◆ The data:
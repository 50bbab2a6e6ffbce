use config::{Config, ConfigError, Environment, File};
use serde::Deserialize;
use std::path::Path;
use std::time::Duration;

#[derive(Debug, Deserialize, Clone)]
pub struct GraphSettings {
    /// Expand linear pools through their wrapped token instead of the bare main token.
    #[serde(default = "default_false")]
    pub wrap_main_tokens: bool,
}

impl Default for GraphSettings {
    fn default() -> Self {
        Self {
            wrap_main_tokens: default_false(),
        }
    }
}

#[derive(Debug, Deserialize, Clone)]
pub struct LookupSettings {
    /// Per-source timeout for a single pool lookup.
    #[serde(default = "default_lookup_timeout_ms")]
    pub timeout_ms: u64,
    /// Sources beyond this count are ignored by the fallback repository.
    #[serde(default = "default_max_sources")]
    pub max_sources: usize,
}

impl LookupSettings {
    pub fn timeout(&self) -> Duration {
        Duration::from_millis(self.timeout_ms)
    }
}

impl Default for LookupSettings {
    fn default() -> Self {
        Self {
            timeout_ms: default_lookup_timeout_ms(),
            max_sources: default_max_sources(),
        }
    }
}

fn default_false() -> bool {
    false
}
fn default_lookup_timeout_ms() -> u64 {
    8_000
}
fn default_max_sources() -> usize {
    4
}

#[derive(Debug, Deserialize, Clone, Default)]
pub struct Settings {
    #[serde(default)]
    pub graph: GraphSettings,
    #[serde(default)]
    pub lookup: LookupSettings,
}

impl Settings {
    /// Loads `PoolGraph.toml` from the working directory if present, then applies
    /// `POOL_GRAPH__<SECTION>__<KEY>` environment overrides.
    pub fn new() -> Result<Self, ConfigError> {
        Self::from_path("PoolGraph.toml")
    }

    pub fn from_path(path: impl AsRef<Path>) -> Result<Self, ConfigError> {
        let s = Config::builder()
            .add_source(File::from(path.as_ref()).required(false))
            .add_source(
                Environment::with_prefix("POOL_GRAPH")
                    .prefix_separator("__")
                    .separator("__")
                    .try_parsing(true),
            )
            .build()?;

        let settings: Self = s.try_deserialize()?;
        if settings.lookup.max_sources == 0 {
            return Err(ConfigError::Message(
                "lookup.max_sources must be at least 1".to_string(),
            ));
        }
        Ok(settings)
    }
}
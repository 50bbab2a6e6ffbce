//! Expansion of linear pools.
//!
//! A linear pool holds one main token and its yield-bearing wrapper. Depending on
//! `wrap_main_tokens` the pool gets either a wrapped-token node (which in turn holds
//! the main token) or the main token directly as its only child. Neither step splits
//! the proportion: the single child carries the linear pool's full share.

use ethers::types::U256;
use std::collections::HashMap;
use tracing::debug;

use super::actions::wrap_actions;
use super::error::PoolGraphError;
use super::nodes::{Node, NodeId, NodeKind};
use super::PoolGraph;
use crate::pools::{PoolRecord, PoolToken, PoolType, DEFAULT_DECIMALS};

/// Appends the single child subtree of `linear_node` and returns the next free index.
pub(crate) fn expand_linear_pool(
    graph: &mut PoolGraph,
    linear_node: NodeId,
    linear_type: PoolType,
    index: usize,
    pool: &PoolRecord,
    wrap_main_tokens: bool,
) -> Result<usize, PoolGraphError> {
    let proportion = graph[linear_node].proportion_of_parent;

    let (child, next_index) = if wrap_main_tokens {
        create_wrapped_token_node(graph, pool, linear_type, index, linear_node, proportion)?
    } else {
        let main = main_token(pool)?;
        let (node, next_index) = Node::input(
            index,
            main.address,
            main.decimals.unwrap_or(DEFAULT_DECIMALS),
            Some(linear_node),
            proportion,
        );
        (graph.push(node), next_index)
    };

    graph.node_mut(linear_node).children.push(child);
    Ok(next_index)
}

/// Creates the wrapped-token node of a linear pool together with its main-token leaf.
pub(crate) fn create_wrapped_token_node(
    graph: &mut PoolGraph,
    pool: &PoolRecord,
    linear_type: PoolType,
    index: usize,
    parent: NodeId,
    proportion_of_parent: U256,
) -> Result<(NodeId, usize), PoolGraphError> {
    let main = main_token(pool)?;
    let wrapped = pool
        .wrapped_token()
        .ok_or_else(|| PoolGraphError::MalformedLinearPool {
            pool_id: pool.id.clone(),
            missing: "wrapped",
        })?;
    let (join_action, exit_action) = wrap_actions(linear_type);

    debug!(
        "Wrapping {:?} as {:?} under linear pool {}",
        main.address, wrapped.address, pool.id
    );

    let wrapped_id = graph.push(Node {
        address: wrapped.address,
        id: None,
        kind: NodeKind::WrappedToken,
        join_action,
        exit_action,
        children: Vec::new(),
        parent: Some(parent),
        proportion_of_parent,
        is_leaf: false,
        is_proportional_exit: false,
        spot_prices: HashMap::new(),
        decimals: 18,
        index,
    });

    let (input, next_index) = Node::input(
        index + 1,
        main.address,
        main.decimals.unwrap_or(DEFAULT_DECIMALS),
        Some(wrapped_id),
        proportion_of_parent,
    );
    let input_id = graph.push(input);
    graph.node_mut(wrapped_id).children.push(input_id);

    Ok((wrapped_id, next_index))
}

fn main_token(pool: &PoolRecord) -> Result<&PoolToken, PoolGraphError> {
    pool.main_token()
        .ok_or_else(|| PoolGraphError::MalformedLinearPool {
            pool_id: pool.id.clone(),
            missing: "main",
        })
}

#[cfg(test)]
mod tests {
    use super::*;
    use crate::normalization::one;
    use crate::pool_graph::actions::{ExitAction, JoinAction};
    use ethers::types::Address;

    fn addr(byte: u8) -> Address {
        Address::from([byte; 20])
    }

    fn linear_pool(
        pool_type: &str,
        main_index: Option<usize>,
        wrapped_index: Option<usize>,
    ) -> PoolRecord {
        PoolRecord {
            id: "0xlinear".to_string(),
            address: addr(0xaa),
            pool_type: pool_type.to_string(),
            pool_type_version: 1,
            tokens: vec![
                PoolToken { address: addr(0x01), balance: "100".into(), decimals: Some(6) },
                PoolToken { address: addr(0x02), balance: "50".into(), decimals: Some(6) },
                PoolToken {
                    address: addr(0xaa),
                    balance: "5192296858534827".into(),
                    decimals: Some(18),
                },
            ],
            main_index,
            wrapped_index,
        }
    }

    fn graph_with_linear_node(proportion: U256) -> (PoolGraph, NodeId) {
        let mut graph = PoolGraph::empty();
        let (mut node, _) = Node::input(0, addr(0xaa), 18, None, proportion);
        node.kind = NodeKind::Pool(PoolType::AaveLinear);
        node.is_leaf = false;
        let id = graph.push(node);
        graph.set_root(id);
        (graph, id)
    }

    #[test]
    fn test_wrapped_expansion_keeps_proportion() {
        let half = one() / 2;
        let (mut graph, linear) = graph_with_linear_node(half);
        let pool = linear_pool("AaveLinear", Some(0), Some(1));

        let next =
            expand_linear_pool(&mut graph, linear, PoolType::AaveLinear, 1, &pool, true).unwrap();
        assert_eq!(next, 3);
        assert_eq!(graph.len(), 3);

        let wrapped = graph.children(linear).next().unwrap();
        assert_eq!(wrapped.kind, NodeKind::WrappedToken);
        assert_eq!(wrapped.address, addr(0x02));
        assert_eq!(wrapped.decimals, 18);
        assert_eq!(wrapped.join_action, JoinAction::WrapAaveDynamicToken);
        assert_eq!(wrapped.exit_action, ExitAction::UnwrapAaveStaticToken);
        assert_eq!(wrapped.proportion_of_parent, half);
        assert_eq!(wrapped.index, 1);

        let input = &graph[wrapped.children[0]];
        assert!(input.is_leaf);
        assert_eq!(input.address, addr(0x01));
        assert_eq!(input.decimals, 6);
        assert_eq!(input.proportion_of_parent, half);
        assert_eq!(input.index, 2);
    }

    #[test]
    fn test_erc4626_wrap_actions() {
        let (mut graph, linear) = graph_with_linear_node(one());
        let pool = linear_pool("ERC4626Linear", Some(0), Some(1));
        expand_linear_pool(&mut graph, linear, PoolType::ERC4626Linear, 1, &pool, true).unwrap();

        let wrapped = graph.children(linear).next().unwrap();
        assert_eq!(wrapped.join_action, JoinAction::WrapErc4626);
        assert_eq!(wrapped.exit_action, ExitAction::UnwrapErc4626);
    }

    #[test]
    fn test_unwrapped_expansion_attaches_main_token() {
        let (mut graph, linear) = graph_with_linear_node(one());
        let pool = linear_pool("AaveLinear", Some(0), None);

        let next =
            expand_linear_pool(&mut graph, linear, PoolType::AaveLinear, 1, &pool, false).unwrap();
        assert_eq!(next, 2);
        let children: Vec<&Node> = graph.children(linear).collect();
        assert_eq!(children.len(), 1);
        assert!(children[0].is_leaf);
        assert_eq!(children[0].address, addr(0x01));
        assert_eq!(children[0].parent, Some(linear));
    }

    #[test]
    fn test_missing_slots_are_malformed() {
        let (mut graph, linear) = graph_with_linear_node(one());

        let no_main = linear_pool("AaveLinear", None, Some(1));
        let err = expand_linear_pool(&mut graph, linear, PoolType::AaveLinear, 1, &no_main, false)
            .unwrap_err();
        assert_eq!(
            err,
            PoolGraphError::MalformedLinearPool { pool_id: "0xlinear".into(), missing: "main" }
        );

        let no_wrapped = linear_pool("AaveLinear", Some(0), None);
        let err =
            expand_linear_pool(&mut graph, linear, PoolType::AaveLinear, 1, &no_wrapped, true)
                .unwrap_err();
        assert_eq!(
            err,
            PoolGraphError::MalformedLinearPool { pool_id: "0xlinear".into(), missing: "wrapped" }
        );
    }
}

◆ Problem details: Give the number of lines in the records that contain the string "super", with no other output.

◆ Solution below: 5